Milton L. Lee is the H. Tracy Hall Professor of Chemistry at Brigham Young University (BYU).

==Education==
Lee received a B.A. degree in chemistry from the University of Utah in 1971 and a Ph.D. in analytical chemistry from Indiana University Bloomington in 1975, after which he spent one year (1975–76) at the Massachusetts Institute of Technology as a postdoctoral research associate. Upon leaving MIT, he accepted a faculty position in the Chemistry Department at Brigham Young University, where he is the H. Tracy Hall Professor of Chemistry.

==Achievements==
Lee is best known for his research in capillary separations and mass spectrometry detection. He is an author or co-author of over 550 scientific publications. Among the scientific awards that he has received for his achievements in research and professional activities are the M.S. Tswett Chromatography Medal (1984), the Keene P. Dimick Chromatography Award (1988), the American Chemical Society Award in Chromatography (1988), the Russian Tswett Chromatography Medal (1992), the Martin Gold Medal (1996), the Latin-American Chromatography Congress Medal (1998), the M.J.E. Golay Award (1998), the American Chemical Society Award in Chemical Instrumentation (1998), an honorary doctorate from Uppsala University in Sweden (1998), the Dal Nogare Award (1999), the Eastern Analytical Symposium Award for Achievements in Separation Science (1999), the California Separation Science Society Award (2005), the Pittsburgh Analytical Chemistry Award (2008), R&D 100 Awards (1993, 2008), Eastern Analytical Symposium Award for Outstanding Achievements in the Fields of Analytical Chemistry (2008), the American Chemical Society Award in Separations Science and Technology (2012), and the LC/GC Europe Lifetime Achievement Award (2014).

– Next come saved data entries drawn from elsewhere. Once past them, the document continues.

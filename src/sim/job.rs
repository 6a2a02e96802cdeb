use std::sync::Arc;

/// Simulated time in integer milliseconds.
pub type Millis = u64;

/// Index into a run's job table.
pub type JobId = usize;

/// One activation of a periodic (or injected sporadic) task.
///
/// Jobs are created once per scenario by the generator and owned
/// exclusively by a single scheduler run; `remaining`, `start` and
/// `finish` mutate in place as that run progresses. Two runs of the same
/// scenario operate on independent clones of the generated sequence.
#[derive(Debug, Clone)]
pub struct Job {
    pub task: Arc<str>,
    pub arrival: Millis,
    /// WCET after any burst scaling; `remaining` counts down from this.
    pub wcet_effective: Millis,
    pub remaining: Millis,
    pub period: Millis,
    /// Fixed at creation: `arrival + period`.
    pub deadline: Millis,
    /// Static priority, lower is more urgent. Ignored by EDF.
    pub priority: i32,
    /// First instant the job is given the processor. Set once.
    pub start: Option<Millis>,
    /// Instant `remaining` reached zero. Set once.
    pub finish: Option<Millis>,
}

impl Job {
    pub fn new(
        task: Arc<str>,
        arrival: Millis,
        wcet_effective: Millis,
        period: Millis,
        priority: i32,
    ) -> Self {
        Self {
            task,
            arrival,
            wcet_effective,
            remaining: wcet_effective,
            period,
            deadline: arrival + period,
            priority,
            start: None,
            finish: None,
        }
    }

    pub fn response(&self) -> Option<Millis> {
        self.finish.map(|finish| finish - self.arrival)
    }
}

/// Immutable record of one completed job, emitted by a scheduler run in
/// completion order and consumed by the KPI aggregator and any external
/// reporting layer.
#[derive(Debug, Clone, PartialEq, Eq)]
pub struct TimelineEntry {
    pub task: Arc<str>,
    pub arrival: Millis,
    pub start: Millis,
    pub finish: Millis,
    pub deadline: Millis,
    /// `finish <= deadline`.
    pub hit: bool,
}

impl TimelineEntry {
    pub fn response(&self) -> Millis {
        self.finish - self.arrival
    }

    /// Zero when the deadline was met.
    pub fn lateness(&self) -> Millis {
        self.finish.saturating_sub(self.deadline)
    }
}
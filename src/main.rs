use overload_sim::{run_scenario, Catalog, PolicyRun, Scenario, TaskSpec};
use tracing_subscriber::EnvFilter;

const TIMELINE_LINES: usize = 30;

fn main() {
    tracing_subscriber::fmt()
        .with_env_filter(EnvFilter::from_default_env())
        .init();

    let catalog = Catalog::new(vec![
        TaskSpec::new("Sensor", 2_000, 50, 1),
        TaskSpec::new("Network", 10_000, 300, 3),
        TaskSpec::new("Display", 5_000, 100, 2),
        TaskSpec::new("Switch", 60_000, 200, 2),
    ])
    .expect("task catalog is well-formed");

    println!("Nominal utilisation: {:.3}", catalog.utilization());

    let scenarios = [
        (
            "moderate burst (x4)",
            Scenario::new(120_000, 30_000, 40_000, 4, false),
        ),
        (
            "severe burst (x10) + sporadic heavy jobs",
            Scenario::new(120_000, 30_000, 35_000, 10, true),
        ),
    ];

    for (description, scenario) in scenarios {
        let scenario = scenario.expect("scenario is well-formed");
        println!("\n{}", "=".repeat(60));
        println!("Scenario: {description}");

        let comparison = run_scenario(&catalog, &scenario);
        print_run(&comparison.baseline);
        print_run(&comparison.edf);

        println!("\n--- KPI SUMMARY ---");
        println!("policy, total_jobs, total_misses, miss_rate");
        for run in [&comparison.baseline, &comparison.edf] {
            println!(
                "{}, {}, {}, {:.3}",
                run.policy,
                run.kpi.total_jobs,
                run.kpi.total_misses,
                run.kpi.overall_miss_rate()
            );
        }
    }
}

fn print_run(run: &PolicyRun) {
    println!("\n--- {} timeline (first {TIMELINE_LINES} entries) ---", run.policy);
    let mut entries: Vec<_> = run.timeline.iter().collect();
    entries.sort_by_key(|entry| (entry.start, entry.arrival));
    for entry in entries.iter().take(TIMELINE_LINES) {
        println!(
            "t={:6} start={:6} finish={:6} dl={:6} task={:10} {}",
            entry.arrival,
            entry.start,
            entry.finish,
            entry.deadline,
            entry.task,
            if entry.hit { "HIT" } else { "MISS" }
        );
    }

    println!("\nPer-task KPIs (task, count, misses, miss_rate, avg_resp_ms, max_lateness_ms)");
    for kpi in &run.kpi.per_task {
        println!(
            "{:10} {:5} {:5} {:.3} {:9.1} {:6}",
            kpi.task,
            kpi.count,
            kpi.misses,
            kpi.miss_rate(),
            kpi.mean_response(),
            kpi.max_lateness
        );
    }
}
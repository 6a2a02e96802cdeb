pub mod edf;
pub mod fixed_priority;

pub use edf::EdfScheduler;
pub use fixed_priority::FixedPriorityScheduler;

use crate::sim::{Job, JobId, Millis};

/// Dispatch policy plugged into [`crate::sim::Sim`]. The driver owns the
/// clock and the job table; a policy owns only its ready set.
pub trait Scheduler {
    /// Short policy label used in reports and logs.
    fn name(&self) -> &'static str;

    /// Admit a job into the ready set. Called once when the job arrives
    /// and again whenever a preempted job still has work left; every call
    /// must assign a fresh tie-break sequence number.
    fn enqueue(&mut self, jobs: &[Job], id: JobId);

    /// Pop the next job to run, or `None` when the ready set is empty.
    fn dispatch(&mut self) -> Option<JobId>;

    /// How much of `id`'s remaining work this dispatch may execute.
    fn grant(&self, jobs: &[Job], id: JobId) -> Millis;
}
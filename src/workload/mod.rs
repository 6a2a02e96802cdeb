pub mod catalog;
pub mod generator;
pub mod scenario;

pub use catalog::{Catalog, TaskSpec};
pub use generator::generate_jobs;
pub use scenario::{Scenario, SporadicInjection};
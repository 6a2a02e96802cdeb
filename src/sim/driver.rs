use tracing::{debug, info, trace};

use super::job::{Job, Millis, TimelineEntry};
use super::observer::Observer;
use crate::kpi::KpiSummary;
use crate::scheduler::{EdfScheduler, FixedPriorityScheduler, Scheduler};
use crate::workload::{generate_jobs, Catalog, Scenario};

/// Single-processor discrete-time simulation of one scheduler run.
///
/// The driver owns the clock, the job table and the arrival cursor; the
/// plugged-in [`Scheduler`] only decides which ready job runs next and
/// for how much work. Jobs are admitted strictly in arrival order and
/// the clock only moves forward, so a run is deterministic for a given
/// arrival sequence.
pub struct Sim<S: Scheduler> {
    scheduler: S,
    jobs: Vec<Job>,
    now: Millis,
    // Next not-yet-admitted index into `jobs`
    cursor: usize,
    observer: Observer,
}

impl<S: Scheduler> Sim<S> {
    /// `jobs` must be sorted by arrival ascending (the generator's output
    /// contract); admission order doubles as the FIFO tie-break.
    pub fn new(jobs: Vec<Job>, scheduler: S) -> Self {
        debug_assert!(
            jobs.windows(2).all(|pair| pair[0].arrival <= pair[1].arrival),
            "arrival sequence must be sorted"
        );
        Self {
            scheduler,
            jobs,
            now: 0,
            cursor: 0,
            observer: Observer::new(),
        }
    }

    /// Run to quiescence: every job in the table executes to completion,
    /// past the scenario horizon if the backlog demands it. Returns one
    /// entry per job, in completion order.
    pub fn run(mut self) -> Vec<TimelineEntry> {
        let mut timeline = Vec::with_capacity(self.jobs.len());

        loop {
            self.admit_arrivals();

            let Some(id) = self.scheduler.dispatch() else {
                // Idle: skip straight to the next arrival, no tick cost.
                match self.jobs.get(self.cursor) {
                    Some(next) => {
                        trace!(from = self.now, to = next.arrival, "processor idle");
                        self.now = next.arrival;
                        continue;
                    }
                    None => break,
                }
            };

            let granted = self.scheduler.grant(&self.jobs, id);
            let job = &mut self.jobs[id];
            if job.start.is_none() {
                job.start = Some(self.now.max(job.arrival));
            }

            let work = granted.min(job.remaining);
            job.remaining -= work;
            self.now += work;

            if job.remaining == 0 {
                job.finish = Some(self.now);
                let hit = self.now <= job.deadline;
                debug!(task = %job.task, arrival = job.arrival, finish = self.now, hit, "job completed");
                timeline.push(TimelineEntry {
                    task: job.task.clone(),
                    arrival: job.arrival,
                    start: job.start.expect("completed job must have started"),
                    finish: self.now,
                    deadline: job.deadline,
                    hit,
                });
            } else {
                // Preempted with work left: back into the ready set under
                // a fresh sequence number.
                self.scheduler.enqueue(&self.jobs, id);
            }

            self.observer.observe(self.now, &self.jobs);
        }

        debug_assert_eq!(
            timeline.len(),
            self.jobs.len(),
            "every generated job must be accounted for"
        );
        timeline
    }

    fn admit_arrivals(&mut self) {
        while self.cursor < self.jobs.len() && self.jobs[self.cursor].arrival <= self.now {
            trace!(
                task = %self.jobs[self.cursor].task,
                arrival = self.jobs[self.cursor].arrival,
                "job admitted"
            );
            self.scheduler.enqueue(&self.jobs, self.cursor);
            self.cursor += 1;
        }
    }
}

/// Outcome of one scheduler run: the timeline plus its derived KPIs.
#[derive(Debug, Clone)]
pub struct PolicyRun {
    pub policy: &'static str,
    pub timeline: Vec<TimelineEntry>,
    pub kpi: KpiSummary,
}

/// Both policies' results for one generated scenario.
#[derive(Debug, Clone)]
pub struct Comparison {
    pub baseline: PolicyRun,
    pub edf: PolicyRun,
}

/// Run one scheduler over an arrival sequence and aggregate its KPIs.
pub fn run_policy<S: Scheduler>(jobs: Vec<Job>, scheduler: S) -> PolicyRun {
    let policy = scheduler.name();
    let timeline = Sim::new(jobs, scheduler).run();
    let kpi = KpiSummary::aggregate(&timeline);
    info!(
        policy,
        jobs = kpi.total_jobs,
        misses = kpi.total_misses,
        "run complete"
    );
    PolicyRun {
        policy,
        timeline,
        kpi,
    }
}

/// Crate entry point: generate the scenario's arrival sequence once, then
/// run the static-priority baseline and preemptive EDF (default quantum)
/// against independent clones of it.
pub fn run_scenario(catalog: &Catalog, scenario: &Scenario) -> Comparison {
    let jobs = generate_jobs(catalog, scenario);
    let baseline = run_policy(jobs.clone(), FixedPriorityScheduler::new());
    let edf = run_policy(jobs, EdfScheduler::default());
    Comparison { baseline, edf }
}
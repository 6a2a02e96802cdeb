use std::sync::Arc;

use crate::error::ConfigError;
use crate::sim::Millis;

/// Static definition of one periodic task.
#[derive(Debug, Clone)]
pub struct TaskSpec {
    pub name: Arc<str>,
    pub period: Millis,
    /// Nominal worst-case execution time, before any burst scaling.
    pub wcet: Millis,
    /// Lower value = higher priority under the static-priority policy.
    pub priority: i32,
}

impl TaskSpec {
    pub fn new(name: &str, period: Millis, wcet: Millis, priority: i32) -> Self {
        Self {
            name: Arc::from(name),
            period,
            wcet,
            priority,
        }
    }
}

/// Ordered, validated set of task definitions. Catalog order is the
/// canonical tie-break for jobs arriving at the same instant.
#[derive(Debug, Clone)]
pub struct Catalog {
    specs: Vec<TaskSpec>,
}

impl Catalog {
    pub fn new(specs: Vec<TaskSpec>) -> Result<Self, ConfigError> {
        for spec in &specs {
            if spec.period == 0 {
                return Err(ConfigError::NonPositivePeriod {
                    task: spec.name.to_string(),
                });
            }
            if spec.wcet == 0 {
                return Err(ConfigError::NonPositiveWcet {
                    task: spec.name.to_string(),
                });
            }
        }
        Ok(Self { specs })
    }

    pub fn specs(&self) -> &[TaskSpec] {
        &self.specs
    }

    /// Nominal processor utilisation `Σ wcet_i / period_i`. Values above
    /// 1.0 mean the set is overloaded before any burst is applied.
    pub fn utilization(&self) -> f64 {
        self.specs
            .iter()
            .map(|spec| spec.wcet as f64 / spec.period as f64)
            .sum()
    }
}
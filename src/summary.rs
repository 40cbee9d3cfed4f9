//! Cart Summary
//!
//! Renders a cart as a table of lines and add-ons followed by the order totals.

use std::io;

use smallvec::{SmallVec, smallvec};
use tabled::{
    builder::Builder,
    grid::config::HorizontalLine,
    settings::{
        Alignment, Style, Theme,
        object::{Columns, Rows},
    },
};
use thiserror::Error;

use crate::cart::{
    Cart,
    line::{CartLine, SelectedAddon},
};

/// Errors that can occur when writing a summary.
#[derive(Debug, Error)]
pub enum SummaryError {
    /// IO error
    #[error("Failed to write summary: {0}")]
    Io(#[from] io::Error),
}

/// Printable view of a cart.
#[derive(Debug, Clone, Copy)]
pub struct CartSummary<'c, 'a> {
    cart: &'c Cart<'a>,
}

impl<'c, 'a> CartSummary<'c, 'a> {
    /// Summarise a cart.
    pub fn new(cart: &'c Cart<'a>) -> Self {
        Self { cart }
    }

    /// Write the lines table and totals.
    ///
    /// # Errors
    ///
    /// Returns [`SummaryError::Io`] if writing fails.
    pub fn write_to(&self, mut out: impl io::Write) -> Result<(), SummaryError> {
        if self.cart.is_empty() {
            writeln!(out, "\nCart is empty")?;
        } else {
            let mut builder = Builder::default();
            let mut line_boundary_rows: SmallVec<[usize; 16]> = smallvec![];

            builder.push_record(["", "Meal", "Qty", "Unit Price", "Total", "Notes"]);

            let mut row = 1;

            for (idx, line) in self.cart.iter().enumerate() {
                line_boundary_rows.push(row);

                builder.push_record(line_record(idx, line));
                row += 1;

                for addon in line.addons() {
                    builder.push_record(addon_record(addon));
                    row += 1;
                }
            }

            let mut table = builder.build();
            let mut theme = Theme::from(Style::modern_rounded());
            let separator = HorizontalLine::new(Some('─'), Some('┼'), Some('├'), Some('┤'));

            theme.remove_horizontal_lines();
            theme.insert_horizontal_line(1, separator);

            for &row in &line_boundary_rows {
                if row > 1 {
                    theme.insert_horizontal_line(row, separator);
                }
            }

            table.with(theme);
            table.modify(Rows::first(), Alignment::center());
            table.modify(Columns::new(2..5), Alignment::right());

            writeln!(out, "\n{table}")?;
        }

        self.write_totals(&mut out)
    }

    fn write_totals(&self, out: &mut impl io::Write) -> Result<(), SummaryError> {
        let metadata = self.cart.metadata();

        let rows = [
            ("Subtotal:", metadata.subtotal().to_string()),
            ("Tax:", metadata.tax_amount().to_string()),
            ("Delivery:", metadata.delivery_fee().to_string()),
            ("Discount:", format!("-{}", metadata.discount_amount())),
            ("Total:", metadata.total_amount().to_string()),
        ];

        let label_width = rows.iter().map(|(label, _)| label.len()).max().unwrap_or(0);
        let value_width = rows.iter().map(|(_, value)| value.chars().count()).max().unwrap_or(0);

        for (label, value) in &rows {
            writeln!(out, " {label:>label_width$}  {value:>value_width$}")?;
        }

        if !metadata.client_instructions().is_empty() {
            writeln!(out, "\n Instructions: {}", metadata.client_instructions())?;
        }

        writeln!(out)?;

        Ok(())
    }
}

fn line_record(idx: usize, line: &CartLine<'_>) -> [String; 6] {
    [
        format!("#{}", idx + 1),
        line.name().to_string(),
        line.quantity().to_string(),
        line.unit_price().to_string(),
        line.total_price().to_string(),
        line.notes().to_string(),
    ]
}

fn addon_record(addon: &SelectedAddon<'_>) -> [String; 6] {
    [
        String::new(),
        format!("  + {} ({})", addon.name(), addon.category()),
        addon.quantity().to_string(),
        addon.unit_price().to_string(),
        addon.total_price().to_string(),
        String::new(),
    ]
}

He is also an entrepreneur and has been involved in transferring technology from his university research laboratory to the private sector. In 1984, he co-founded Lee Scientific to develop and market supercritical fluid chromatographic instrumentation and, in 1991, he co-founded Sensar Corporation to develop and market unique time-of-flight mass spectrometry instrumentation. He is a co-founder of Torion Technologies, which markets a hand-portable gas chromatography-mass spectrometry system. He is listed as a co-inventor on twenty issued patents.